Es heißt, wer nichts zu verbergen hat, muss auch nichts fürchten. Diese Haltung ist falsch. Fürchten muss man die Neigung, Informationen abzugreifen, sehr. Denn die Datensammler von heute verfügen erstens über technische Möglichkeiten, von denen frühere Schnüffler nur träumen konnten. Und zweitens sammeln sie hemmungs- und regellos alles, was einzusammeln ist. Eine große Errungenschaft bleibt dabei auf der Strecke: die Freiheit. Welche Möglichkeit en hat der einfache Bürger, sich diesem Spionage-Wahn zu entziehen? Gar keine. Das kommt einfach über ihn. Er fühlt sich nicht nur hilflos, er ist es auch.
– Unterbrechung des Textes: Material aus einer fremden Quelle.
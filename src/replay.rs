//! Historical replay: drive one engine from a bar feed
//!
//! The driver stands in for the execution side. It keeps a minimal account
//! snapshot (each emitted signal counts as a trade) and starts a new risk day
//! whenever the New York date changes.

use anyhow::Result;
use serde::Serialize;
use tracing::{debug, info};

use crate::feed::BarFeed;
use crate::risk::AccountState;
use crate::trading_core::bars::Bar;
use crate::trading_core::session::trading_date;
use crate::trading_core::signal::Signal;
use crate::trading_core::strategy::{IctStrategy, Strategy};

#[derive(Debug, Clone, Serialize)]
pub struct ReplayReport {
    pub symbol: String,
    pub bars: u64,
    pub skipped: u64,
    pub days: u32,
    pub signals: Vec<Signal>,
    pub status: String,
}

impl ReplayReport {
    pub fn summary(&self) -> String {
        format!(
            "{}: {} bars ({} skipped) over {} days | {} signals",
            self.symbol,
            self.bars,
            self.skipped,
            self.days,
            self.signals.len()
        )
    }
}

/// Replay `feed` through `engine`.
///
/// `correlated` must be in timestamp order; each correlated bar is delivered
/// before the first primary bar at or after its timestamp.
pub fn run_replay(
    engine: &mut IctStrategy,
    feed: &mut dyn BarFeed,
    correlated: &[Bar],
    starting_balance: f64,
) -> Result<ReplayReport> {
    let mut account = AccountState {
        balance: starting_balance,
        ..Default::default()
    };
    let mut report = ReplayReport {
        symbol: engine.symbol().to_string(),
        bars: 0,
        skipped: 0,
        days: 0,
        signals: Vec::new(),
        status: String::new(),
    };

    let mut current_date = None;
    let mut next_correlated = 0;
    while let Some(bar) = feed.next_bar()? {
        let date = trading_date(bar.timestamp);
        if current_date != Some(date) {
            if current_date.is_some() {
                engine.reset_daily();
                account = AccountState {
                    balance: account.balance,
                    ..Default::default()
                };
            }
            debug!("{} trading day {}", report.symbol, date);
            current_date = Some(date);
            report.days += 1;
        }

        while next_correlated < correlated.len() && correlated[next_correlated].timestamp <= bar.timestamp {
            engine.push_correlated_bar(&correlated[next_correlated]);
            next_correlated += 1;
        }

        let signals = engine.on_bar(&bar, &account);
        for signal in &signals {
            account.trades_today += 1;
            account.last_trade_time = Some(signal.created_at);
        }
        report.signals.extend(signals);
        report.bars += 1;
    }

    report.skipped = engine.bars_skipped();
    report.status = engine.status();
    info!("{}", report.summary());
    Ok(report)
}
Die Datenschutzbeauftragten von Bund und Ländern sind jedenfalls alarmiert: „Die staatliche Pflicht zum Schutz der Grundrechte erfordert es, sich nicht mit der gegenwärtigen Situation abzufinden.“ Welche Grundrechte stehen auf dem Spiel? Mindestens der Datenschutz und das Brief- und Postgeheimnis, im weiteren Sinne auch die Unverletzlichkeit der Wohnung und die Privatsphäre. Alles keine Erfindungen der Deutschen, sondern Grundlagen jeder freien Gesellschaft.

Ein Staat, der alles und jeden kontrollieren will, leidet unter Paranoia. Im Fall der USA mag dies verständlich sein nach dem 11. September 2001. Aber es gibt keinerlei Anzeichen für Heilung dieses Verfolgungswahns. Im Gegenteil. „Schon die bisherigen Erkenntnisse lassen den Schluss zu, dass die Aktivitäten des US-amerikanischen und des britischen Geheimdienstes auf eine globale und tendenziell unbegrenzte Überwachung der Internetkommunikation hinauslaufen“, urteilen die obersten deutschen Datenschützer.

Es macht einen Unterschied, ob Bürger freiwillig (und naiv) ihre Daten an Supermarktketten, soziale Netzwerke oder Marktforscher weitergeben oder ob Staaten die eigenen und andere Bürger mit immer perfekteren Werkzeugen ausspionieren und sogar Software-Firmen bestechen. Da geht viel Vertrauen verloren. Demokratie kommt aber ohne Vertrauen nicht weit. Staaten, die einfach alles wissen wollen, sind ein Alptraum.

Das Internet dient der Überwachung

„Das Internet war eigentlich eine Plattform für die Demokratie. Nun verwandelt es sich in eine Überwachungs-Plattform“, sagt Yannis Theocharis, Experte für Internet und Politik an der Uni Mannheim. Nur durch breiten Protest sei diese Entwicklung noch zu stoppen. „Aber die meisten haben noch gar nicht verstanden, was hier auf dem Spiel steht“, findet Theocharis.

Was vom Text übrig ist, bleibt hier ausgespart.